Records contained in a dataset
<<<<

//! Line-delimited stream transport.
//!
//! Framing follows the MCP stdio transport:
//!
//! - Messages are UTF-8 encoded JSON-RPC
//! - Messages are delimited by newlines
//! - Messages must not contain embedded newlines
//! - stdin: receives messages from client
//! - stdout: sends messages to client
//! - stderr: may be used for logging (not MCP messages)
//!
//! Any other duplex pair can stand in for stdio through a [`StreamSource`].

use std::fmt;
use std::io;
use std::pin::Pin;
use std::sync::Arc;
use std::task::{Context, Poll};

use async_trait::async_trait;
use parking_lot::Mutex;
use tokio::io::{
    AsyncBufRead, AsyncBufReadExt, AsyncRead, AsyncWrite, AsyncWriteExt, BufReader, ReadBuf,
};
use tokio::sync::{oneshot, watch};
use tokio::task::JoinHandle;
use tracing::Instrument;

use super::{ConnectionInfo, Transport};
use crate::error::TransportError;
use crate::mcp::engine::{ProtocolEngine, Session, SessionMode};
use crate::mcp::events::EventChannel;
use crate::mcp::protocol::OutgoingMessage;

/// Reading half of a stream connection.
pub type BoxedReader = Box<dyn AsyncBufRead + Send + Unpin>;

/// Writing half of a stream connection.
pub type BoxedWriter = Box<dyn AsyncWrite + Send + Unpin>;

/// Produces the reader/writer pair for one stream connection.
pub type StreamSource = Arc<dyn Fn() -> io::Result<(BoxedReader, BoxedWriter)> + Send + Sync>;

/// Returns a source connected to the process's stdin and stdout.
///
/// Every open borrows the same buffered stdin reader, so input that arrives
/// while the server is stopped is read by the next session.
#[must_use]
pub fn stdio_source() -> StreamSource {
    let stdin = ReaderPool::new(Box::new(BufReader::new(tokio::io::stdin())));
    Arc::new(move || {
        let reader = stdin.lend().ok_or_else(|| {
            io::Error::new(io::ErrorKind::WouldBlock, "stdin is still held by a previous session")
        })?;
        let reader: BoxedReader = Box::new(reader);
        let writer: BoxedWriter = Box::new(tokio::io::stdout());
        Ok((reader, writer))
    })
}

/// Holds one long-lived reader and lends it to a single borrower at a time.
///
/// tokio's stdin cannot cancel a read in progress; dropping it loses
/// whatever that read returns. Keeping one reader for the process avoids
/// that across restarts.
#[derive(Clone)]
pub struct ReaderPool {
    slot: Arc<Mutex<Option<BoxedReader>>>,
}

impl ReaderPool {
    /// Creates a pool holding `reader`.
    #[must_use]
    pub fn new(reader: BoxedReader) -> Self {
        Self {
            slot: Arc::new(Mutex::new(Some(reader))),
        }
    }

    /// Lends the reader out, or returns `None` while it is borrowed.
    #[must_use]
    pub fn lend(&self) -> Option<LentReader> {
        let reader = self.slot.lock().take()?;
        Some(LentReader {
            reader: Some(reader),
            home: Arc::clone(&self.slot),
        })
    }

    /// Returns `true` if the reader is in the pool.
    #[must_use]
    pub fn is_available(&self) -> bool {
        self.slot.lock().is_some()
    }
}

impl fmt::Debug for ReaderPool {
    fn fmt(&self, f: &mut fmt::Formatter<'_>) -> fmt::Result {
        f.debug_struct("ReaderPool")
            .field("available", &self.is_available())
            .finish()
    }
}

/// A reader borrowed from a [`ReaderPool`]; goes back to the pool on drop.
pub struct LentReader {
    reader: Option<BoxedReader>,
    home: Arc<Mutex<Option<BoxedReader>>>,
}

impl AsyncRead for LentReader {
    fn poll_read(
        self: Pin<&mut Self>,
        cx: &mut Context<'_>,
        buf: &mut ReadBuf<'_>,
    ) -> Poll<io::Result<()>> {
        match self.get_mut().reader.as_mut() {
            Some(reader) => Pin::new(reader).poll_read(cx, buf),
            None => Poll::Ready(Ok(())),
        }
    }
}

impl AsyncBufRead for LentReader {
    fn poll_fill_buf(self: Pin<&mut Self>, cx: &mut Context<'_>) -> Poll<io::Result<&[u8]>> {
        match self.get_mut().reader.as_mut() {
            Some(reader) => Pin::new(reader).poll_fill_buf(cx),
            None => Poll::Ready(Ok(&[])),
        }
    }

    fn consume(self: Pin<&mut Self>, amt: usize) {
        if let Some(reader) = self.get_mut().reader.as_mut() {
            Pin::new(reader).consume(amt);
        }
    }
}

impl Drop for LentReader {
    fn drop(&mut self) {
        if let Some(reader) = self.reader.take() {
            *self.home.lock() = Some(reader);
        }
    }
}

/// Newline-framed JSON-RPC reader/writer.
pub struct LineChannel<R, W> {
    reader: R,
    writer: W,
}

impl<R, W> LineChannel<R, W>
where
    R: AsyncBufRead + Unpin,
    W: AsyncWrite + Unpin,
{
    /// Wraps a reader/writer pair.
    pub const fn new(reader: R, writer: W) -> Self {
        Self { reader, writer }
    }

    /// Reads the next message line.
    ///
    /// Returns `None` if the peer closed the stream (EOF).
    ///
    /// # Errors
    ///
    /// Returns an error if reading fails.
    pub async fn read_line(&mut self) -> io::Result<Option<String>> {
        let mut line = String::new();
        let bytes_read = self.reader.read_line(&mut line).await?;

        if bytes_read == 0 {
            return Ok(None);
        }

        if line.ends_with('\n') {
            line.pop();
            if line.ends_with('\r') {
                line.pop();
            }
        }

        Ok(Some(line))
    }

    /// Writes a JSON-RPC message terminated with a newline.
    ///
    /// # Errors
    ///
    /// Returns an error if serialisation or writing fails.
    pub async fn write_message(&mut self, message: &OutgoingMessage) -> io::Result<()> {
        let json = serde_json::to_string(message)
            .map_err(|e| io::Error::new(io::ErrorKind::InvalidData, e))?;

        self.write_raw(&json).await
    }

    async fn write_raw(&mut self, json: &str) -> io::Result<()> {
        // MCP stdio framing forbids embedded newlines
        debug_assert!(
            !json.contains('\n'),
            "JSON message must not contain embedded newlines"
        );

        self.writer.write_all(json.as_bytes()).await?;
        self.writer.write_all(b"\n").await?;
        self.writer.flush().await?;

        Ok(())
    }
}

/// Persistent duplex stream transport with a single stateful session.
pub struct StreamTransport {
    source: StreamSource,
    shutdown: Option<oneshot::Sender<()>>,
    task: Option<JoinHandle<()>>,
    peer_closed: Option<watch::Receiver<bool>>,
}

impl StreamTransport {
    /// Creates a transport reading from `source` when opened.
    #[must_use]
    pub fn new(source: StreamSource) -> Self {
        Self {
            source,
            shutdown: None,
            task: None,
            peer_closed: None,
        }
    }

    /// Creates a transport over stdin/stdout.
    #[must_use]
    pub fn stdio() -> Self {
        Self::new(stdio_source())
    }
}

#[async_trait]
impl Transport for StreamTransport {
    async fn open(
        &mut self,
        engine: Arc<ProtocolEngine>,
        _events: Arc<EventChannel>,
    ) -> Result<ConnectionInfo, TransportError> {
        if self.task.is_some() {
            return Err(TransportError::AlreadyOpen);
        }

        let (reader, writer) = (self.source)().map_err(TransportError::StreamUnavailable)?;
        let session = engine.open_session(SessionMode::Stateful)?;

        let (shutdown_tx, shutdown_rx) = oneshot::channel();
        let (closed_tx, closed_rx) = watch::channel(false);

        let channel = LineChannel::new(reader, writer);
        let task = tokio::spawn(
            serve_stream(channel, session, shutdown_rx, closed_tx).instrument(tracing::Span::current()),
        );

        self.shutdown = Some(shutdown_tx);
        self.task = Some(task);
        self.peer_closed = Some(closed_rx);

        tracing::info!("Stream transport ready, waiting for client messages");
        Ok(ConnectionInfo::Stream)
    }

    async fn close(&mut self) -> Result<(), TransportError> {
        let Some(task) = self.task.take() else {
            return Err(TransportError::AlreadyClosed);
        };

        if let Some(shutdown) = self.shutdown.take() {
            // The loop may already have ended on EOF.
            let _ = shutdown.send(());
        }

        task.await.map_err(|e| TransportError::Task(e.to_string()))?;
        tracing::debug!("Stream transport closed");
        Ok(())
    }

    fn closed_signal(&self) -> Option<watch::Receiver<bool>> {
        self.peer_closed.clone()
    }
}

impl Drop for StreamTransport {
    fn drop(&mut self) {
        if let Some(task) = self.task.take() {
            task.abort();
        }
    }
}

async fn serve_stream(
    mut channel: LineChannel<BoxedReader, BoxedWriter>,
    mut session: Session,
    mut shutdown: oneshot::Receiver<()>,
    peer_closed: watch::Sender<bool>,
) {
    loop {
        tokio::select! {
            _ = &mut shutdown => {
                tracing::debug!("Stream transport shutting down");
                break;
            }

            line = channel.read_line() => match line {
                Ok(Some(line)) => {
                    if line.trim().is_empty() {
                        continue;
                    }
                    if let Some(reply) = session.handle_line(&line) {
                        if let Err(e) = channel.write_message(&reply).await {
                            tracing::error!(error = %e, "Failed to write to stream");
                            peer_closed.send_replace(true);
                            break;
                        }
                    }
                }
                Ok(None) => {
                    tracing::info!("Client closed the stream");
                    peer_closed.send_replace(true);
                    break;
                }
                Err(e) => {
                    tracing::error!(error = %e, "Failed to read from stream");
                    peer_closed.send_replace(true);
                    break;
                }
            }
        }
    }

    if let Err(e) = session.close() {
        tracing::warn!(error = %e, "Stream session close failed");
    }
}

#[cfg(test)]
mod tests {
    use super::*;
    use crate::mcp::protocol::{JsonRpcError, JsonRpcResponse, RequestId};

    #[tokio::test]
    async fn read_line_strips_crlf() {
        let reader = tokio_test::io::Builder::new()
            .read(b"{\"a\":1}\r\n")
            .read(b"{\"b\":2}\n")
            .build();
        let writer = tokio_test::io::Builder::new().build();
        let mut channel = LineChannel::new(BufReader::new(reader), writer);

        assert_eq!(channel.read_line().await.unwrap().as_deref(), Some("{\"a\":1}"));
        assert_eq!(channel.read_line().await.unwrap().as_deref(), Some("{\"b\":2}"));
        assert_eq!(channel.read_line().await.unwrap(), None);
    }

    #[tokio::test]
    async fn write_message_appends_newline() {
        let reader = tokio_test::io::Builder::new().build();
        let writer = tokio_test::io::Builder::new()
            .write(b"{\"jsonrpc\":\"2.0\",\"id\":1,\"result\":{}}")
            .write(b"\n")
            .build();
        let mut channel = LineChannel::new(BufReader::new(reader), writer);

        let reply: OutgoingMessage =
            JsonRpcResponse::success(RequestId::Number(1), serde_json::json!({})).into();
        channel.write_message(&reply).await.unwrap();
    }

    #[test]
    fn serialise_error_no_newlines() {
        let error: OutgoingMessage =
            JsonRpcError::method_not_found(RequestId::Number(1), "test/method").into();

        let json = serde_json::to_string(&error).unwrap();
        assert!(
            !json.contains('\n'),
            "Serialised JSON should not contain newlines"
        );
    }

    #[tokio::test]
    async fn lent_reader_returns_with_buffered_input() {
        let input = tokio_test::io::Builder::new()
            .read(b"first\nsecond\n")
            .build();
        let pool = ReaderPool::new(Box::new(BufReader::new(input)));

        let mut lent = pool.lend().unwrap();
        assert!(pool.lend().is_none());
        let mut line = String::new();
        lent.read_line(&mut line).await.unwrap();
        assert_eq!(line, "first\n");
        drop(lent);

        // "second" was buffered by the first borrower and is still there.
        let mut lent = pool.lend().unwrap();
        line.clear();
        lent.read_line(&mut line).await.unwrap();
        assert_eq!(line, "second\n");
    }

    #[tokio::test]
    async fn close_without_open_fails() {
        let mut transport = StreamTransport::stdio();
        assert!(matches!(
            transport.close().await,
            Err(TransportError::AlreadyClosed)
        ));
    }
}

>>>>

#### YOUR TASK:
For each line above that contains "half", make a copy.

#### REPLY:
/// Reading half of a stream connection.
/// Writing half of a stream connection.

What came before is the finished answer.